Since 2007, proposals that were put forward by both the Bush and Obama administrations suggested ways to reduce the price differential between inpatient rehab facilities and skilled nursing facilities for some conditions treated similarly. The commission is expected to continue examining the issue.

The report also is intended to spark a conversation about how to synchronize payment policies. Currently, private Medicare plans and networks of providers known as accountable care organizations are paid in different ways, even when they are in the same region. MedPAC is considering creating a common benchmark that would be tied to local fee-for-service spending for both the private Medicare Advantage plans and ACOs.

The debate will probably be a long-running discussion that won't be finalized by next year, but Brady applauded the panel for starting the conversation.

"I commend the commission for highlighting the need to compare fee-for-service to Medicare Advantage and other payment system options," he said. "We owe it to our seniors to provide an apples-to-apples comparison of quality and cost of these options in their geographic area."

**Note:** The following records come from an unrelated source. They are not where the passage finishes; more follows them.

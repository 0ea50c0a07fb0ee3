//! Piece-square tables loaded from `score.conf`.
//!
//! File format: `#` starts a comment that runs to the end of the line. The
//! rest is a whitespace-separated stream of records, each a key followed by
//! 90 integers in row-major order from the owner's side (row 0 is the owner's
//! back rank). Keys are `R N B A K C P` for revealed pieces and `D E F G H I`
//! for dark markers. A key suffixed with `:end` sets the endgame table only,
//! `:open` the opening table only, and a bare key sets both.

use std::fs;
use std::path::Path;

use crate::game_state::jieqi_types::{Cell, CELL_CODE_COUNT};
use crate::jieqi_errors::JieqiError;
use crate::utils::board_text::{cell_from_code, EXTERNAL_CELLS};

pub type SquareTable = [i32; EXTERNAL_CELLS];

#[derive(Debug, Clone, Copy, PartialEq, Eq)]
enum Phase {
    Opening,
    Endgame,
    Both,
}

#[derive(Debug, Clone, PartialEq, Eq)]
pub struct ScoreTables {
    opening: [SquareTable; CELL_CODE_COUNT],
    endgame: [SquareTable; CELL_CODE_COUNT],
}

impl Default for ScoreTables {
    fn default() -> Self {
        Self::zeroed()
    }
}

impl ScoreTables {
    pub const fn zeroed() -> Self {
        Self {
            opening: [[0; EXTERNAL_CELLS]; CELL_CODE_COUNT],
            endgame: [[0; EXTERNAL_CELLS]; CELL_CODE_COUNT],
        }
    }

    pub fn load(path: impl AsRef<Path>) -> Result<Self, JieqiError> {
        let path = path.as_ref();
        let text = fs::read_to_string(path)
            .map_err(|err| JieqiError::ScoreTable(format!("{}: {err}", path.display())))?;
        Self::parse(&text)
    }

    /// Load, or fall back to zeroed tables with a warning.
    pub fn load_or_zeroed(path: impl AsRef<Path>) -> Self {
        match Self::load(path.as_ref()) {
            Ok(tables) => {
                log::info!("loaded score tables from {}", path.as_ref().display());
                tables
            }
            Err(err) => {
                log::warn!("{err}; using zeroed score tables");
                Self::zeroed()
            }
        }
    }

    pub fn parse(text: &str) -> Result<Self, JieqiError> {
        let mut tables = Self::zeroed();
        let mut tokens = text
            .lines()
            .map(|line| line.split('#').next().unwrap_or(""))
            .flat_map(str::split_whitespace);

        while let Some(key) = tokens.next() {
            let (code, phase) = parse_key(key)?;
            let mut values = [0i32; EXTERNAL_CELLS];
            for (index, slot) in values.iter_mut().enumerate() {
                let token = tokens.next().ok_or_else(|| {
                    JieqiError::ScoreTable(format!("record '{key}' ends after {index} values"))
                })?;
                *slot = token.parse().map_err(|_| {
                    JieqiError::ScoreTable(format!("record '{key}': bad value '{token}'"))
                })?;
            }
            if matches!(phase, Phase::Opening | Phase::Both) {
                tables.opening[code] = values;
            }
            if matches!(phase, Phase::Endgame | Phase::Both) {
                tables.endgame[code] = values;
            }
        }

        Ok(tables)
    }

    /// Opening and endgame bonus for cell code `code` on owner-view index
    /// `index` (`row * 9 + col`).
    #[inline]
    pub fn lookup(&self, code: usize, index: usize) -> (i32, i32) {
        (self.opening[code][index], self.endgame[code][index])
    }

    pub fn set(&mut self, cell: Cell, opening: SquareTable, endgame: SquareTable) {
        if let Some(code) = cell.code() {
            self.opening[code] = opening;
            self.endgame[code] = endgame;
        }
    }
}

fn parse_key(key: &str) -> Result<(usize, Phase), JieqiError> {
    let (letter, phase) = match key.split_once(':') {
        None => (key, Phase::Both),
        Some((letter, "end")) => (letter, Phase::Endgame),
        Some((letter, "open")) => (letter, Phase::Opening),
        Some(_) => return Err(JieqiError::ScoreTable(format!("unknown key '{key}'"))),
    };
    let code = match letter.as_bytes() {
        [byte] if byte.is_ascii_uppercase() => cell_from_code(*byte).and_then(Cell::code),
        _ => None,
    };
    code.map(|code| (code, phase))
        .ok_or_else(|| JieqiError::ScoreTable(format!("unknown key '{key}'")))
}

Other issues in the report include:

  • Ways to improve the way that Medicare compensates health plans for providing care for sicker and more costly patients through risk adjustment payments.
  • Changes to Medicare quality measurements. The report said that Medicare quality metrics are too focused on process, and that there are too many of them.
  • The effect of drug adherence on health spending. The commission found that better adherence to a medication regimen that a doctor prescribes does lower health care spending—but that the effects vary by traits such as age and the effects are not as strong over time.